Now, until recently, I've thought that my Big Chance was my wife spotting an advert in Private Eye for auditions for the about-to-open Comedy Store in l979. I went along and they offered me the job of MC. From that, my entire career in TV - and ultimately this column - sprang.

But of late I've begun to think that maybe that wasn't my "Big Chance". After all, I mean it's all right being me, but it ain't that great. If I'd recognised and seized my "Big Chance" then surely I should be having such a good time that I spend my days laughing like a drain and drinking Irn-Bru out of ballerinas' Air Jordans. Maybe getting the job at the Comedy Store was just a Little Chance, just a run-of the-mill life event and just maybe I haven't had my "Big Chance" yet.

Or maybe, big horror, I actually had my Big Chance and I didn't notice it or take it. This thought has got me so worried that I find myself constantly searching my memory for missed opportunities. Did somebody take me to the top of a high mountain in 1979 and show me the world and all its wealth and offer it all to me and did I refuse, saying it was very nice but I had to go to a Graham Parker and the Rumour concert?

Or I try to find a dim recollection of a Broadway producer rushing out of a theatre and offering me the lead in a giant tap dance spectacular alongside Ruby Keeler. But, oddly, I can't seem to recall anything of that nature.
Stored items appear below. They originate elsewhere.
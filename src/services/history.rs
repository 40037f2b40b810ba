use crate::core::asset::AssetId;
use crate::core::duplicate::ClusterKind;
use chrono::{DateTime, Utc};
use serde::{Deserialize, Serialize};
use std::fs::{File, OpenOptions};
use std::io::{BufRead, BufReader, Write};
use std::path::{Path, PathBuf};
use thiserror::Error;

pub const HISTORY_FILE_NAME: &str = ".nearcull-history.jsonl";

#[derive(Debug, Error)]
pub enum HistoryError {
    #[error("IO error on history file: {0}")]
    Io(#[from] std::io::Error),

    #[error("Failed to encode history record: {0}")]
    Encode(#[from] serde_json::Error),
}

/// One cluster's worth of deletions.
#[derive(Debug, Clone, PartialEq, Serialize, Deserialize)]
pub struct DeletionRecord {
    pub timestamp: DateTime<Utc>,
    pub cluster_id: String,
    pub kind: ClusterKind,
    pub retained: AssetId,
    pub deleted: Vec<AssetId>,
}

/// Append-only JSON-lines log kept at the library root.
#[derive(Debug, Clone)]
pub struct HistoryLog {
    path: PathBuf,
}

impl HistoryLog {
    pub fn in_dir(dir: &Path) -> Self {
        Self {
            path: dir.join(HISTORY_FILE_NAME),
        }
    }

    pub fn path(&self) -> &Path {
        &self.path
    }

    pub fn append(&self, record: &DeletionRecord) -> Result<(), HistoryError> {
        let mut out = OpenOptions::new()
            .create(true)
            .append(true)
            .open(&self.path)?;
        writeln!(out, "{}", serde_json::to_string(record)?)?;
        Ok(())
    }

    /// All readable records, oldest first. Malformed lines are logged and
    /// skipped; a missing file is an empty history.
    pub fn read(&self) -> Result<Vec<DeletionRecord>, HistoryError> {
        let file = match File::open(&self.path) {
            Ok(file) => file,
            Err(e) if e.kind() == std::io::ErrorKind::NotFound => return Ok(Vec::new()),
            Err(e) => return Err(e.into()),
        };

        let mut records = Vec::new();
        for (i, line) in BufReader::new(file).lines().enumerate() {
            let line = line?;
            if line.trim().is_empty() {
                continue;
            }
            match serde_json::from_str::<DeletionRecord>(&line) {
                Ok(record) => records.push(record),
                Err(e) => log::warn!("Skipping malformed history entry {}: {}", i, e),
            }
        }
        Ok(records)
    }
}
use async_trait::async_trait;
use chrono::{DateTime, Utc};
use image::DynamicImage;
use image::metadata::Orientation;
use serde::{Deserialize, Serialize};
use std::collections::HashSet;
use thiserror::Error;

pub type AssetId = String;

#[derive(Debug, Error)]
pub enum SourceError {
    #[error("Access to the media library was denied")]
    AccessDenied,

    #[error("Image data unavailable for asset {id}")]
    ImageDataUnavailable { id: AssetId },

    #[error("Asset not found: {id}")]
    NotFound { id: AssetId },

    #[error("Failed to delete assets: {message}")]
    Deletion { message: String },

    #[error("IO error: {0}")]
    Io(#[from] std::io::Error),
}

#[derive(Debug, Clone, Copy, PartialEq, Eq, Hash, Serialize, Deserialize)]
pub enum MediaKind {
    Image,
    Video,
    Other,
}

/// A library item. Owned by the asset source and referenced here by id.
#[derive(Debug, Clone, PartialEq, Serialize, Deserialize)]
pub struct Asset {
    pub id: AssetId,
    pub creation_date: Option<DateTime<Utc>>,
    pub media_kind: MediaKind,
}

impl Asset {
    pub fn image(id: impl Into<AssetId>, creation_date: Option<DateTime<Utc>>) -> Self {
        Self {
            id: id.into(),
            creation_date,
            media_kind: MediaKind::Image,
        }
    }

    pub fn is_image(&self) -> bool {
        self.media_kind == MediaKind::Image
    }
}

/// Decoded, size-bounded pixels handed to a feature extractor.
#[derive(Debug, Clone)]
pub struct Thumbnail {
    pub image: DynamicImage,
    pub orientation: Orientation,
}

impl Thumbnail {
    pub fn upright(image: DynamicImage) -> Self {
        Self {
            image,
            orientation: Orientation::NoTransforms,
        }
    }
}

/// The media library this crate indexes.
///
/// `fetch` must be deterministic: newest first, and an offset past a range
/// already returned never yields those items again.
#[async_trait]
pub trait AssetSource: Send + Sync {
    async fn fetch(
        &self,
        offset: usize,
        limit: usize,
        kind: MediaKind,
    ) -> Result<Vec<Asset>, SourceError>;

    /// Load pixels for `asset` with the longest side close to `max_side`.
    async fn load_thumbnail(&self, asset: &Asset, max_side: u32) -> Result<Thumbnail, SourceError>;

    async fn delete(&self, ids: &HashSet<AssetId>) -> Result<(), SourceError>;
}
Maybe it might not have been anything that obvious. Maybe my Big Chance was as simple as somebody in a pub saying, "Would you like a peanut?", and if I'd said yes rather than no I might have got chatting to that person and they might have turned out to be the inventor of a rocket-powered anti-gravity motorbike and I would have become friendly with them and they would have let me be the sole user of their invention. Which would be housed in a cave in the Arizona desert and I would have become Rocket- Powered Anti-Gravity Motorbike Man and I would go around the world solving crimes and righting wrongs with my rocket-powered anti-gravity motorbike and they'd build statues of me and my cat Tiger, who'd be renamed "Rocket- Powered Anti-Gravity Motorbike Cat", in the main squares of every town in Latin America.

However, I refused the peanut the man offered me in the pub because, frankly, he was odd looking (which I suppose an inventor living in a cave in the American South-west would be). So it didn't happen.